Characterization of Anaplasma Phagocytophilum Adhesins

Human granulocytic anaplasmosis (HGA; formerly human granulocytic ehrlichiosis) is an emerging and potentially fatal disease and the second most common tick-borne infection in the United States. The etiologic agent is Anaplasma phagocytophilum, an obligate intracellular bacterium that displays a unique tropism for neutrophils and neutrophil precursors. A. phagocytophilum adhesion to neutrophil surfaces involves recognition of P-selectin glycoprotein ligand-1 (PSGL-1) and sialyl Lewis x (sLex), a tetrasaccharide that modifies the N-terminus of PSGL-1 and other selectin ligands.

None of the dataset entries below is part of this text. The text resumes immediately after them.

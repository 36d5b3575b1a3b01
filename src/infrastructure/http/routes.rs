//! HTTP Routes
//!
//! API Endpoints:
//! - /messages           POST    登记消息（仅 application/json）
//! - /messages           GET     按创建顺序列出所有消息
//! - /messages/{id}      GET     获取消息
//! - /messages/{id}      PUT     更新消息（仅 application/json）
//! - /messages/{id}      DELETE  删除消息
//! - /ping               GET     健康检查

use axum::{
    routing::{get, post},
    Router,
};
use std::sync::Arc;

use super::handlers;
use super::state::AppState;

/// 创建所有路由
pub fn create_routes() -> Router<Arc<AppState>> {
    Router::new()
        .route("/ping", get(handlers::ping))
        .merge(message_routes())
}

/// Message 路由
fn message_routes() -> Router<Arc<AppState>> {
    Router::new()
        .route(
            "/messages",
            post(handlers::register_message).get(handlers::list_messages),
        )
        .route(
            "/messages/:id",
            get(handlers::get_message)
                .put(handlers::update_message)
                .delete(handlers::delete_message),
        )
}
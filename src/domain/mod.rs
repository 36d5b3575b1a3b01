//! 领域层
//!
//! Message Context: 消息实体与校验规则

pub mod message;

pub use message::{Message, MessageError};
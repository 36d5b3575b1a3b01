//! 基础设施层
//!
//! - HTTP: RESTful API
//! - Memory: MessageService 内存实现

pub mod http;
pub mod memory;
//! HTTP Handlers

pub mod message;
pub mod ping;

pub use message::{delete_message, get_message, list_messages, register_message, update_message};
pub use ping::ping;
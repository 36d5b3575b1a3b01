//! HTTP Middleware
//!
//! 请求日志中间件：记录耗时，4xx/5xx 升级日志级别

use axum::{extract::Request, middleware::Next, response::Response};
use std::time::Instant;

/// 请求日志中间件
///
/// 业务错误的细节在 ApiError::into_response() 中记录，
/// 这里只记录请求级别的状态与耗时
pub async fn request_logging_middleware(request: Request, next: Next) -> Response {
    let method = request.method().clone();
    let uri = request.uri().clone();
    let start = Instant::now();

    let response = next.run(request).await;

    let status = response.status();
    let elapsed_ms = start.elapsed().as_millis();

    if status.is_server_error() {
        tracing::error!(
            method = %method,
            uri = %uri,
            status = status.as_u16(),
            elapsed_ms = elapsed_ms as u64,
            "HTTP server error"
        );
    } else if status.is_client_error() {
        tracing::warn!(
            method = %method,
            uri = %uri,
            status = status.as_u16(),
            elapsed_ms = elapsed_ms as u64,
            "HTTP client error"
        );
    } else {
        tracing::debug!(
            method = %method,
            uri = %uri,
            status = status.as_u16(),
            elapsed_ms = elapsed_ms as u64,
            "HTTP request"
        );
    }

    response
}
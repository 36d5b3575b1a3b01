//! Message Context - 消息实体
//!
//! 不变量:
//! - id 由服务端在创建时生成，此后不可变
//! - username 与 content 必填且非空白

use serde::{Deserialize, Serialize};
use thiserror::Error;
use uuid::Uuid;

/// 消息领域错误
#[derive(Debug, Error, PartialEq, Eq)]
pub enum MessageError {
    #[error("username cannot be blank")]
    BlankUsername,

    #[error("content cannot be blank")]
    BlankContent,
}

/// 消息实体
///
/// JSON 形状: `{"id": "<uuid>", "username": "<string>", "content": "<string>"}`
#[derive(Debug, Clone, PartialEq, Eq, Serialize, Deserialize)]
pub struct Message {
    pub id: Uuid,
    pub username: String,
    pub content: String,
}

impl Message {
    /// 创建新消息（服务端生成 id）
    pub fn new(username: impl Into<String>, content: impl Into<String>) -> Result<Self, MessageError> {
        Self::with_id(Uuid::new_v4(), username, content)
    }

    /// 使用既有 id 构造消息（用于更新请求体的反序列化后校验）
    pub fn with_id(
        id: Uuid,
        username: impl Into<String>,
        content: impl Into<String>,
    ) -> Result<Self, MessageError> {
        let message = Self {
            id,
            username: username.into(),
            content: content.into(),
        };
        message.validate()?;
        Ok(message)
    }

    /// 校验必填字段
    pub fn validate(&self) -> Result<(), MessageError> {
        if self.username.trim().is_empty() {
            return Err(MessageError::BlankUsername);
        }
        if self.content.trim().is_empty() {
            return Err(MessageError::BlankContent);
        }
        Ok(())
    }
}
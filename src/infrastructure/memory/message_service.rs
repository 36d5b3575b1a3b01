//! In-Memory Message Service Implementation

use async_trait::async_trait;
use chrono::{DateTime, Utc};
use dashmap::DashMap;
use std::sync::atomic::{AtomicU64, Ordering};
use std::sync::Arc;
use uuid::Uuid;

use crate::application::ports::{MessageServicePort, ServiceError};
use crate::domain::Message;

/// 存储条目
///
/// seq 单调递增，作为同一时间戳下 list 排序的决胜键
#[derive(Debug, Clone)]
struct StoredMessage {
    message: Message,
    created_at: DateTime<Utc>,
    seq: u64,
}

/// 内存消息服务
pub struct InMemoryMessageService {
    messages: DashMap<Uuid, StoredMessage>,
    next_seq: AtomicU64,
}

impl InMemoryMessageService {
    pub fn new() -> Self {
        Self {
            messages: DashMap::new(),
            next_seq: AtomicU64::new(0),
        }
    }

    pub fn arc(self) -> Arc<Self> {
        Arc::new(self)
    }
}

impl Default for InMemoryMessageService {
    fn default() -> Self {
        Self::new()
    }
}

#[async_trait]
impl MessageServicePort for InMemoryMessageService {
    async fn register(&self, message: Message) -> Result<Message, ServiceError> {
        let id = message.id;
        let created_at = Utc::now();
        let seq = self.next_seq.fetch_add(1, Ordering::Relaxed);
        self.messages.insert(
            id,
            StoredMessage {
                message: message.clone(),
                created_at,
                seq,
            },
        );
        tracing::info!(message_id = %id, username = %message.username, created_at = %created_at, "Message registered");
        Ok(message)
    }

    async fn get(&self, id: Uuid) -> Result<Message, ServiceError> {
        self.messages
            .get(&id)
            .map(|entry| entry.message.clone())
            .ok_or(ServiceError::NotFound(id))
    }

    async fn update(&self, id: Uuid, message: Message) -> Result<Message, ServiceError> {
        let mut entry = self.messages.get_mut(&id).ok_or(ServiceError::NotFound(id))?;
        entry.message = message.clone();
        tracing::info!(message_id = %id, "Message updated");
        Ok(message)
    }

    async fn delete(&self, id: Uuid) -> Result<(), ServiceError> {
        self.messages
            .remove(&id)
            .map(|_| {
                tracing::info!(message_id = %id, "Message deleted");
            })
            .ok_or(ServiceError::NotFound(id))
    }

    async fn list(&self) -> Result<Vec<Message>, ServiceError> {
        let mut entries: Vec<StoredMessage> =
            self.messages.iter().map(|e| e.value().clone()).collect();
        entries.sort_by_key(|e| (e.created_at, e.seq));
        Ok(entries.into_iter().map(|e| e.message).collect())
    }
}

Specifically, this recognition requires interactions with a PSGL-1 N-terminal peptide and alpha 2,3-linked sialic acid and alpha 1,3-linked fucose of sLex. We hypothesize that A. phagocytophilum uses multiple adhesins that cooperatively bind these determinants. Studies of A. phagocytophilum and other Anaplasmataceae family members suggest the A. phagocytophilum PSGL-1/ sLex-targeting adhesins are induced late in development and may require glycosylation and multimerization into adhesin complexes for proper function. The objective of this proposal is to identify and characterize the individual adhesins that recognize PSGL-1, sialic acid, and fucose. The specific aims are: (1) identify candidate adhesins using affinity-based approaches; (2) identify adhesin candidates as upregulated or glycosylated outer membrane proteins; (3) test binding of putative adhesins to PSGL-1/ sLex glycoconjugates and cell surfaces. We have selected for an A. phagocytophilum adhesin variant, the adhesion of which is PSGL-1- and sialic acid-independent, but remains fucose-dependent. This variant will simplify identification of the fucose-specific adhesin and will aid adhesin hunting assays by circumventing the reliance of wild-type A. phagocytophilum on cooperative binding. Accomplishing these goals will shed light onto novel themes of bacteria-host cell interactions and will identify targets for treating or preventing HGA. Furthermore, these studies may lead to the development of new treatments for inhibiting cellular adhesion events associated with inflammatory disorders.